Native American inmate scheduled to be executed
TERRE HAUTE, Ind. — The only Native American on federal death row is set to die Wednesday for the slayings of a 9-year-old and her grandmother nearly two decades ago, though many Navajos are hoping for last-minute intervention by President Donald Trump to halt the execution.
If Lezmond Mitchell is put to death on schedule at the federal prison in Terre Haute, Indiana, he'll be the fourth federal inmate executed this year. That means the federal government under the pro-death penalty president will have carried out more executions in 2020 than in the previous 56 years combined.
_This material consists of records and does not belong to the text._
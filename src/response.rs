use std::fmt;

use http::{StatusCode, Version};

use crate::headers::Headers;
use crate::target::Target;

/// A fully received response.
///
/// Only produced once the whole body has been read according to its framing, so a `Response`
/// is never partial.
#[derive(Clone)]
pub struct Response {
    version: Version,
    status: StatusCode,
    reason: String,
    headers: Headers,
    body: Vec<u8>,
    url: Target,
    redirects: u32,
}

impl Response {
    pub(crate) fn new(
        version: Version,
        status: StatusCode,
        reason: String,
        headers: Headers,
        url: Target,
    ) -> Self {
        Response {
            version,
            status,
            reason,
            headers,
            body: Vec::new(),
            url,
            redirects: 0,
        }
    }

    pub(crate) fn set_body(&mut self, body: Vec<u8>) {
        self.body = body;
    }

    pub(crate) fn set_redirects(&mut self, redirects: u32) {
        self.redirects = redirects;
    }

    /// HTTP version of the status line.
    pub fn version(&self) -> Version {
        self.version
    }

    /// Status code.
    pub fn status(&self) -> StatusCode {
        self.status
    }

    /// Reason phrase as sent by the server, possibly empty.
    pub fn reason(&self) -> &str {
        &self.reason
    }

    /// Response headers in the order received.
    pub fn headers(&self) -> &Headers {
        &self.headers
    }

    /// First value of header `name` as a string.
    pub fn header(&self, name: &str) -> Option<&str> {
        self.headers.get_str(name)
    }

    /// All values of header `name` that are valid strings, in order.
    pub fn headers_all<'a>(&'a self, name: &'a str) -> impl Iterator<Item = &'a str> + 'a {
        self.headers.get_all(name).filter_map(|v| v.to_str().ok())
    }

    /// The body bytes.
    pub fn body(&self) -> &[u8] {
        &self.body
    }

    /// Take the body bytes.
    pub fn into_body(self) -> Vec<u8> {
        self.body
    }

    /// The body as utf-8.
    pub fn body_str(&self) -> Result<&str, std::str::Utf8Error> {
        std::str::from_utf8(&self.body)
    }

    /// Deserialize the body as json.
    #[cfg(feature = "json")]
    pub fn json<T: serde::de::DeserializeOwned>(&self) -> Result<T, crate::Error> {
        Ok(serde_json::from_slice(&self.body)?)
    }

    /// The URL that produced this response, after following redirects.
    pub fn url(&self) -> &Target {
        &self.url
    }

    /// How many redirects were followed to get here.
    pub fn redirects(&self) -> u32 {
        self.redirects
    }

    /// 2xx
    pub fn is_success(&self) -> bool {
        self.status.is_success()
    }

    /// 3xx
    pub fn is_redirect(&self) -> bool {
        self.status.is_redirection()
    }
}

impl fmt::Debug for Response {
    fn fmt(&self, f: &mut fmt::Formatter<'_>) -> fmt::Result {
        f.debug_struct("Response")
            .field("status", &self.status.as_u16())
            .field("reason", &self.reason)
            .field("url", &self.url.to_string())
            .field("redirects", &self.redirects)
            .field("headers", &self.headers)
            .field("body_len", &self.body.len())
            .finish()
    }
}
Mitchell, 38, and an accomplice were convicted of killing Tiffany Lee and 63-year-old Alyce Slim, who had offered them a lift in her pickup truck as they hitchhiked on the Navajo Nation in northeastern Arizona in 2001.They stabbed Slim 33 times, slit Tiffany's throat and stoned her to death. They later mutilated both bodies.
The Navajo government asked Trump to commute Mitchell's sentence on grounds his execution would violate Navajo culture and sovereignty. A federal judge in Washington, D.C., denied an attempt by Mitchell’s lawyers for a lastminute court intervention.There was no immediate word on whether they would appeal the ruling to the circuit court, and ultimately the U.S. Supreme Court, which declined late Tuesday to step in and halt the execution. The first three federal executions in 17 years went ahead in July after similar legal manoeuvrs failed.